Except that I love to travel EVERYWHERE>especially on three hours notice.

I think cupcakes/cakes/cookies and sugar in general should be a food group…for breakfast.

I love the idea of pie at 3am

Or going to breakfast at midnight.

And oh my gosh could I please have a Harry Potter marathon every three months? I never ever tire of it.

I could go on but I don’t want to overwhelm you with my fantasticness. *itsaword*

fun animated GIF

Yes please.


Speaking of Yes PleaseI am highly recommending this book. Amy Poehler. Good Lord she’s funny.  I am listening to it on audio and let me tell you it’s the best way to “read” the book. It’s hilarious. She’s actually the one reading it along with numerous celebrities that join her for cameo appearances.

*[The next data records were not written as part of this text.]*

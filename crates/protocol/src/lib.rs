//! Wire protocol types for the Promethium dataset upload API.
//!
//! Covers the three upload exchanges (`init`, `chunk`, `finalize`) and the
//! dataset records returned by the server. This crate performs no I/O.

pub mod constants;
pub mod messages;
pub mod types;

// Re-export primary types for convenience.
pub use constants::{DEFAULT_BASE_URL, DEFAULT_CHUNK_SIZE, MAX_IN_FLIGHT_CHUNKS};
pub use messages::{ErrorResponse, FinalizeUploadRequest, InitUploadRequest, InitUploadResponse};
pub use types::{DatasetFormat, DatasetRecord, UnknownFormatError};
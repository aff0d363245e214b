//! Chunked dataset upload: session, bounded-concurrency chunk transfer,
//! per-chunk retry, finalize, and a progress event stream.
//!
//! The orchestrator is transport-agnostic: it talks to the server through
//! the [`UploadApi`] trait, implemented for the REST backend by
//! [`HttpClient`].
//!
//! # Pipeline
//!
//! 1. **Validate**: reject missing files, empty names and unknown formats
//! 2. **Init**: open a session and adopt the server's chunk size
//! 3. **Transfer**: send chunks, at most 3 in flight, each retried on its own
//! 4. **Finalize**: assemble the chunks into a dataset record

pub mod api;
pub mod error;
pub mod http;
pub mod orchestrator;
pub mod retry;
mod scheduler;
pub mod session;
pub mod types;

pub use api::UploadApi;
pub use error::{
    ChunkFailure, ErrorKind, SessionError, TransportError, UploadError, ValidationError,
};
pub use http::{HttpClient, HttpClientBuilder};
pub use orchestrator::{UploadHandle, UploadOrchestrator};
pub use retry::{MAX_RETRIES, RetryExhausted, RetryPolicy};
pub use session::{MAX_TOTAL_CHUNKS, open_session};
pub use types::{EventKind, UploadConfig, UploadEvent, UploadOutcome, UploadRequest, UploadSession};
//! Request and response payloads of the upload exchanges.

use serde::{Deserialize, Serialize};

use crate::types::DatasetFormat;

// ---------------------------------------------------------------------------
// Request payloads
// ---------------------------------------------------------------------------

/// Opens an upload session (`POST /datasets/upload/init`).
#[derive(Debug, Clone, PartialEq, Serialize, Deserialize)]
pub struct InitUploadRequest {
    pub filename: String,
    pub total_size: u64,
    /// Client preference; the server answers with the authoritative size.
    pub chunk_size: u64,
}

/// Assembles the uploaded chunks (`POST /datasets/upload/finalize`).
#[derive(Debug, Clone, PartialEq, Serialize, Deserialize)]
pub struct FinalizeUploadRequest {
    pub upload_id: String,
    pub name: String,
    pub format: DatasetFormat,
}

// ---------------------------------------------------------------------------
// Response payloads
// ---------------------------------------------------------------------------

/// Session issued by the init exchange.
#[derive(Debug, Clone, PartialEq, Serialize, Deserialize)]
pub struct InitUploadResponse {
    pub upload_id: String,
    pub chunk_size: u64,
}

/// Error body returned by the API for non-2xx responses.
///
/// `detail` is usually a string but validation failures carry a list of
/// objects, so it is kept as raw JSON.
#[derive(Debug, Clone, PartialEq, Serialize, Deserialize)]
pub struct ErrorResponse {
    pub detail: serde_json::Value,
}

impl ErrorResponse {
    /// Human-readable rendering of `detail`.
    pub fn message(&self) -> String {
        match &self.detail {
            serde_json::Value::String(s) => s.clone(),
            other => other.to_string(),
        }
    }
}

#[cfg(test)]
mod tests {
    use super::*;

    #[test]
    fn init_request_uses_snake_case_fields() {
        let req = InitUploadRequest {
            filename: "shot.sgy".into(),
            total_size: 12 * 1024 * 1024,
            chunk_size: 5 * 1024 * 1024,
        };
        let json = serde_json::to_value(&req).unwrap();
        assert_eq!(json["filename"], "shot.sgy");
        assert_eq!(json["total_size"], 12_582_912);
        assert_eq!(json["chunk_size"], 5_242_880);
    }

    #[test]
    fn finalize_request_carries_canonical_format() {
        let req = FinalizeUploadRequest {
            upload_id: "abc".into(),
            name: "Line 12".into(),
            format: DatasetFormat::Sac,
        };
        let json = serde_json::to_string(&req).unwrap();
        assert_eq!(json, r#"{"upload_id":"abc","name":"Line 12","format":"SAC"}"#);
    }

    #[test]
    fn error_detail_string_and_list() {
        let plain: ErrorResponse =
            serde_json::from_str(r#"{"detail": "Upload session not found"}"#).unwrap();
        assert_eq!(plain.message(), "Upload session not found");

        let list: ErrorResponse =
            serde_json::from_str(r#"{"detail": [{"loc": ["body", "name"]}]}"#).unwrap();
        assert!(list.message().contains("loc"));
    }
}
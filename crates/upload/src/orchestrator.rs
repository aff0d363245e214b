//! Upload orchestrator: session, chunk transfer, finalize, progress events.
//!
//! One orchestrator drives exactly one upload attempt. The attempt's event
//! channel yields zero or more `Progress` events followed by exactly one
//! terminal `Complete` or `Error`, then closes.

use std::path::Path;
use std::sync::Arc;

use promethium_protocol::{DEFAULT_CHUNK_SIZE, DatasetRecord, FinalizeUploadRequest};
use promethium_transfer::ChunkPlan;
use tokio::sync::mpsc;
use tokio::task::{JoinError, JoinHandle};
use tokio_util::sync::CancellationToken;
use tracing::{error, info};

use crate::api::UploadApi;
use crate::error::{SessionError, UploadError};
use crate::scheduler::ChunkScheduler;
use crate::session::open_session;
use crate::types::{UploadConfig, UploadEvent, UploadOutcome, UploadRequest};

const EVENT_CHANNEL_CAPACITY: usize = 256;

/// Orchestrates a single chunked upload attempt.
pub struct UploadOrchestrator {
    api: Arc<dyn UploadApi>,
    config: UploadConfig,
    events_tx: mpsc::Sender<UploadEvent>,
    events_rx: Option<mpsc::Receiver<UploadEvent>>,
    cancel: CancellationToken,
}

impl UploadOrchestrator {
    /// Creates an orchestrator with the default configuration.
    pub fn new(api: Arc<dyn UploadApi>) -> Self {
        Self::with_config(api, UploadConfig::default())
    }

    pub fn with_config(api: Arc<dyn UploadApi>, config: UploadConfig) -> Self {
        let (events_tx, events_rx) = mpsc::channel(EVENT_CHANNEL_CAPACITY);
        Self {
            api,
            config,
            events_tx,
            events_rx: Some(events_rx),
            cancel: CancellationToken::new(),
        }
    }

    /// Takes the event receiver. Can only be called once.
    pub fn take_events(&mut self) -> Option<mpsc::Receiver<UploadEvent>> {
        self.events_rx.take()
    }

    /// Returns a cancellation token for this attempt.
    pub fn cancel_token(&self) -> CancellationToken {
        self.cancel.clone()
    }

    pub fn config(&self) -> &UploadConfig {
        &self.config
    }

    /// Runs the attempt to completion.
    ///
    /// Consumes the orchestrator so the event channel closes once the
    /// terminal event is sent.
    pub async fn run(mut self, request: UploadRequest) -> UploadOutcome {
        // Nobody took the receiver: drop it so sends never block.
        drop(self.events_rx.take());
        let terminal = self.reserve_terminal().await;

        info!(
            file = %request.file_name(),
            total_size = request.total_size(),
            name = %request.name(),
            format = %request.format(),
            "upload started"
        );

        let outcome = self.execute(&request).await.map_err(Arc::new);
        self.finish(terminal, &outcome);
        outcome
    }

    /// Opens `path`, validates the inputs, then runs the attempt.
    ///
    /// Validation failures are reported through the event channel like any
    /// other terminal error.
    pub async fn run_path(
        mut self,
        path: impl AsRef<Path>,
        name: &str,
        format: &str,
    ) -> UploadOutcome {
        match UploadRequest::from_path(path, name, format).await {
            Ok(request) => self.run(request).await,
            Err(e) => {
                drop(self.events_rx.take());
                let terminal = self.reserve_terminal().await;
                let outcome = Err(Arc::new(UploadError::from(e)));
                self.finish(terminal, &outcome);
                outcome
            }
        }
    }

    /// Runs the attempt on a background task.
    pub fn spawn(mut self, request: UploadRequest) -> UploadHandle {
        let events = self.events_rx.take();
        let cancel = self.cancel.clone();
        let task = tokio::spawn(self.run(request));
        UploadHandle {
            events,
            cancel,
            task,
        }
    }

    async fn execute(&self, request: &UploadRequest) -> Result<DatasetRecord, UploadError> {
        if self.cancel.is_cancelled() {
            return Err(UploadError::Cancelled);
        }

        let session = tokio::select! {
            biased;
            _ = self.cancel.cancelled() => return Err(UploadError::Cancelled),
            session = open_session(self.api.as_ref(), request, self.config.chunk_size) => session?,
        };

        let plan = ChunkPlan::new(request.total_size(), session.chunk_size).map_err(|_| {
            SessionError::InvalidChunkSize {
                requested: self.config.chunk_size.min(DEFAULT_CHUNK_SIZE),
                confirmed: session.chunk_size,
            }
        })?;

        let scheduler = ChunkScheduler {
            api: Arc::clone(&self.api),
            source: Arc::clone(request.source()),
            max_in_flight: self.config.max_in_flight,
            retry: self.config.retry.clone(),
            cancel: self.cancel.clone(),
        };
        scheduler.run(&session, &plan, &self.events_tx).await?;

        let finalize = FinalizeUploadRequest {
            upload_id: session.upload_id.clone(),
            name: request.name().to_string(),
            format: request.format(),
        };
        let dataset = tokio::select! {
            biased;
            _ = self.cancel.cancelled() => return Err(UploadError::Cancelled),
            result = self.api.finalize_upload(&finalize) => {
                result.map_err(|source| UploadError::Finalize {
                    upload_id: session.upload_id.clone(),
                    source,
                })?
            }
        };

        Ok(dataset)
    }

    /// Holds one channel slot for the terminal event.
    ///
    /// The channel is still empty here, so this never waits. `None` means
    /// the receiver is gone.
    async fn reserve_terminal(&self) -> Option<mpsc::OwnedPermit<UploadEvent>> {
        self.events_tx.clone().reserve_owned().await.ok()
    }

    /// Emits the single terminal event for `outcome` through the reserved slot.
    fn finish(
        &self,
        terminal: Option<mpsc::OwnedPermit<UploadEvent>>,
        outcome: &UploadOutcome,
    ) {
        let event = match outcome {
            Ok(dataset) => {
                info!(dataset_id = dataset.id, name = %dataset.name, "upload completed");
                UploadEvent::Complete {
                    dataset: dataset.clone(),
                }
            }
            Err(e) => {
                error!(kind = ?e.kind(), error = %e, "upload failed");
                UploadEvent::Error {
                    error: Arc::clone(e),
                }
            }
        };
        if let Some(permit) = terminal {
            permit.send(event);
        }
    }
}

/// A running upload attempt.
pub struct UploadHandle {
    events: Option<mpsc::Receiver<UploadEvent>>,
    cancel: CancellationToken,
    task: JoinHandle<UploadOutcome>,
}

impl UploadHandle {
    /// Takes the event receiver. Can only be called once.
    pub fn take_events(&mut self) -> Option<mpsc::Receiver<UploadEvent>> {
        self.events.take()
    }

    /// Requests cancellation of the attempt.
    pub fn cancel(&self) {
        self.cancel.cancel();
    }

    pub fn cancel_token(&self) -> CancellationToken {
        self.cancel.clone()
    }

    /// Waits for the attempt's outcome.
    pub async fn join(self) -> Result<UploadOutcome, JoinError> {
        self.task.await
    }
}
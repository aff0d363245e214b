/// Percentage reported only by the post-finalize completion event.
pub const COMPLETE_PERCENTAGE: u8 = 100;

/// Highest percentage a progress event may report while the server has not
/// yet confirmed the assembled object.
pub const MAX_PROGRESS_PERCENTAGE: u8 = 99;

/// Rounded share of acknowledged chunks, capped at
/// [`MAX_PROGRESS_PERCENTAGE`].
///
/// Rounds half up. Returns 0 when `total` is 0.
pub fn progress_percentage(acknowledged: usize, total: usize) -> u8 {
    if total == 0 {
        return 0;
    }
    let acknowledged = acknowledged.min(total) as u64;
    let total = total as u64;
    let rounded = (acknowledged * 200 + total) / (total * 2);
    (rounded as u8).min(MAX_PROGRESS_PERCENTAGE)
}
use std::ops::Range;

use crate::TransferError;

/// One contiguous slice of the source, uploaded as an independent unit.
#[derive(Debug, Clone, PartialEq, Eq)]
pub struct ChunkDescriptor {
    /// 0-based ordinal, also the `chunk_index` sent on the wire.
    pub index: usize,
    /// Half-open byte range `[start, end)` within the source.
    pub range: Range<u64>,
}

impl ChunkDescriptor {
    /// Number of bytes in this chunk.
    pub fn len(&self) -> u64 {
        self.range.end - self.range.start
    }

    /// Always false for chunks produced by [`ChunkPlan`].
    pub fn is_empty(&self) -> bool {
        self.range.is_empty()
    }
}

/// Number of chunks needed to cover `total_size` bytes: `ceil(size / chunk)`.
///
/// Returns 0 when `chunk_size` is 0.
pub fn total_chunks(total_size: u64, chunk_size: u64) -> usize {
    if chunk_size == 0 {
        return 0;
    }
    total_size.div_ceil(chunk_size) as usize
}

/// Ordered, read-only split of a source into chunk descriptors.
///
/// The ranges are contiguous, do not overlap and their union is
/// `[0, total_size)`. Only the last chunk may be shorter than `chunk_size`.
/// Descriptors are computed on demand, so a plan is constant-size whatever
/// the chunk count.
#[derive(Debug, Clone, PartialEq, Eq)]
pub struct ChunkPlan {
    total_size: u64,
    chunk_size: u64,
    total_chunks: usize,
}

impl ChunkPlan {
    /// Splits `total_size` bytes into chunks of `chunk_size`.
    pub fn new(total_size: u64, chunk_size: u64) -> Result<Self, TransferError> {
        if chunk_size == 0 {
            return Err(TransferError::InvalidChunkSize(chunk_size));
        }

        Ok(Self {
            total_size,
            chunk_size,
            total_chunks: total_chunks(total_size, chunk_size),
        })
    }

    /// Size of the planned source in bytes.
    pub fn total_size(&self) -> u64 {
        self.total_size
    }

    /// Nominal chunk size the plan was built with.
    pub fn chunk_size(&self) -> u64 {
        self.chunk_size
    }

    /// Number of chunks in the plan.
    pub fn total_chunks(&self) -> usize {
        self.total_chunks
    }

    /// Returns the descriptor for `index`, if it exists.
    pub fn get(&self, index: usize) -> Option<ChunkDescriptor> {
        if index >= self.total_chunks {
            return None;
        }
        let start = index as u64 * self.chunk_size;
        let end = start.saturating_add(self.chunk_size).min(self.total_size);
        Some(ChunkDescriptor {
            index,
            range: start..end,
        })
    }

    /// Descriptors in ascending index order.
    pub fn iter(&self) -> impl Iterator<Item = ChunkDescriptor> + '_ {
        (0..self.total_chunks).filter_map(|index| self.get(index))
    }
}
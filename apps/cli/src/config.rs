//! CLI configuration.
//!
//! Read from `$XDG_CONFIG_HOME/promethium/config.json`, falling back to
//! `~/.config/promethium/config.json`. Every field is optional; command-line
//! flags override the file.

use std::path::{Path, PathBuf};

use anyhow::Context;
use promethium_protocol::DEFAULT_BASE_URL;
use promethium_upload::UploadConfig;
use serde::{Deserialize, Serialize};

#[derive(Debug, Clone, PartialEq, Serialize, Deserialize)]
#[serde(default)]
pub struct CliConfig {
    /// API root, e.g. `http://localhost:8000/api/v1`.
    pub base_url: String,

    /// Bearer token sent with every request.
    #[serde(skip_serializing_if = "Option::is_none")]
    pub token: Option<String>,

    pub connect_timeout_secs: u64,

    /// Per-request timeout; applies to each chunk transfer.
    pub request_timeout_secs: u64,

    pub upload: UploadConfig,
}

impl Default for CliConfig {
    fn default() -> Self {
        Self {
            base_url: DEFAULT_BASE_URL.into(),
            token: None,
            connect_timeout_secs: 10,
            request_timeout_secs: 120,
            upload: UploadConfig::default(),
        }
    }
}

impl CliConfig {
    /// Loads the config from `path`, or from the default location.
    ///
    /// A missing default file yields defaults. A file that fails to parse
    /// is logged and ignored.
    pub fn load(path: Option<&Path>) -> anyhow::Result<Self> {
        let (path, explicit) = match path {
            Some(p) => (p.to_path_buf(), true),
            None => match default_config_path() {
                Some(p) => (p, false),
                None => return Ok(Self::default()),
            },
        };

        if !path.exists() {
            if explicit {
                anyhow::bail!("config file not found: {}", path.display());
            }
            return Ok(Self::default());
        }

        let content = std::fs::read_to_string(&path)
            .with_context(|| format!("failed to read {}", path.display()))?;
        match serde_json::from_str::<CliConfig>(&content) {
            Ok(config) => {
                tracing::debug!(path = %path.display(), "configuration loaded");
                Ok(config)
            }
            Err(e) => {
                tracing::warn!(
                    path = %path.display(),
                    error = %e,
                    "failed to parse config, using defaults"
                );
                Ok(Self::default())
            }
        }
    }
}

pub fn default_config_path() -> Option<PathBuf> {
    config_base_dir().map(|d| d.join("promethium").join("config.json"))
}

fn config_base_dir() -> Option<PathBuf> {
    if let Some(xdg) = std::env::var_os("XDG_CONFIG_HOME").filter(|v| !v.is_empty()) {
        return Some(PathBuf::from(xdg));
    }

    #[cfg(target_os = "windows")]
    {
        std::env::var_os("APPDATA").map(PathBuf::from)
    }

    #[cfg(not(target_os = "windows"))]
    {
        std::env::var_os("HOME").map(|home| PathBuf::from(home).join(".config"))
    }
}
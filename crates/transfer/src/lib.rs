//! Chunked file transfer primitives: chunk planning, per-chunk state
//! tracking, progress arithmetic and byte sources.

mod plan;
mod progress;
mod source;
mod state;
mod validation;

pub use plan::{ChunkDescriptor, ChunkPlan, total_chunks};
pub use progress::{COMPLETE_PERCENTAGE, MAX_PROGRESS_PERCENTAGE, progress_percentage};
pub use source::{ByteSource, FileSource, MemorySource};
pub use state::{ChunkState, ChunkTracker};
pub use validation::validate_file_name;

/// Errors produced by the transfer crate.
#[derive(Debug, thiserror::Error)]
pub enum TransferError {
    #[error("I/O error: {0}")]
    Io(#[from] std::io::Error),

    #[error("invalid chunk size: {0}")]
    InvalidChunkSize(u64),

    #[error("invalid file name: {0}")]
    InvalidFileName(String),

    #[error("byte range {start}..{end} exceeds source size {size}")]
    RangeOutOfBounds { start: u64, end: u64, size: u64 },
}
/// Base URL of the Promethium API when none is configured.
pub const DEFAULT_BASE_URL: &str = "http://localhost:8000/api/v1";

/// Preferred chunk size sent in the init exchange: 5 MiB.
///
/// The server may confirm a smaller size, never a larger one.
pub const DEFAULT_CHUNK_SIZE: u64 = 5 * 1024 * 1024;

/// Maximum number of chunk transfers in flight for one upload attempt.
pub const MAX_IN_FLIGHT_CHUNKS: usize = 3;

/// Opens an upload session.
pub const UPLOAD_INIT_PATH: &str = "datasets/upload/init";

/// Receives one chunk as a multipart form.
pub const UPLOAD_CHUNK_PATH: &str = "datasets/upload/chunk";

/// Assembles the acknowledged chunks into a dataset record.
pub const UPLOAD_FINALIZE_PATH: &str = "datasets/upload/finalize";

/// Lists and fetches registered datasets.
pub const DATASETS_PATH: &str = "datasets";

// Multipart field names of the chunk exchange.
pub const FIELD_UPLOAD_ID: &str = "upload_id";
pub const FIELD_CHUNK_INDEX: &str = "chunk_index";
pub const FIELD_FILE: &str = "file";

/// File name attached to the binary part of chunk `index`.
pub fn chunk_file_name(index: usize) -> String {
    format!("chunk_{index}")
}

Also, I want to buy it in print because I want to underline half of it.

amy poehler animated GIF

amy poehler animated GIF



I went to the dentist the other day and it’s official.

I’m old.  I know you’re all thinking ~hey just now figured that out?~

pretty little liars animated GIF

Shutup. I live in denial.

snl animated GIF

I had to have X-Rays and they didn’t ask if I could be pregnant.

What’s sad is that I noticed right away. I don’t usually care about my age being an issue but my red flag flew right away on that one.

It’s okay, I’m not really freaked out.  I’m fully aware of my age.

I always assume that it’s  like every single place of business asking for your ID to drink.

I am not flattered.  I do not think I’m a supermodel. And I know I don’t look twenty-one.  Your friends inevitably have to cheer because you were carded!  You look SO HOT.

No.  Sorry. No.

The business is saving their ass and carding everyone under 80 years old so you COULD be flattered that you don’t look 80.

Or you could be realistic.

Why ask if you look fat in something?  Surely you know.  I do.  I am fully aware if something is not…right on me.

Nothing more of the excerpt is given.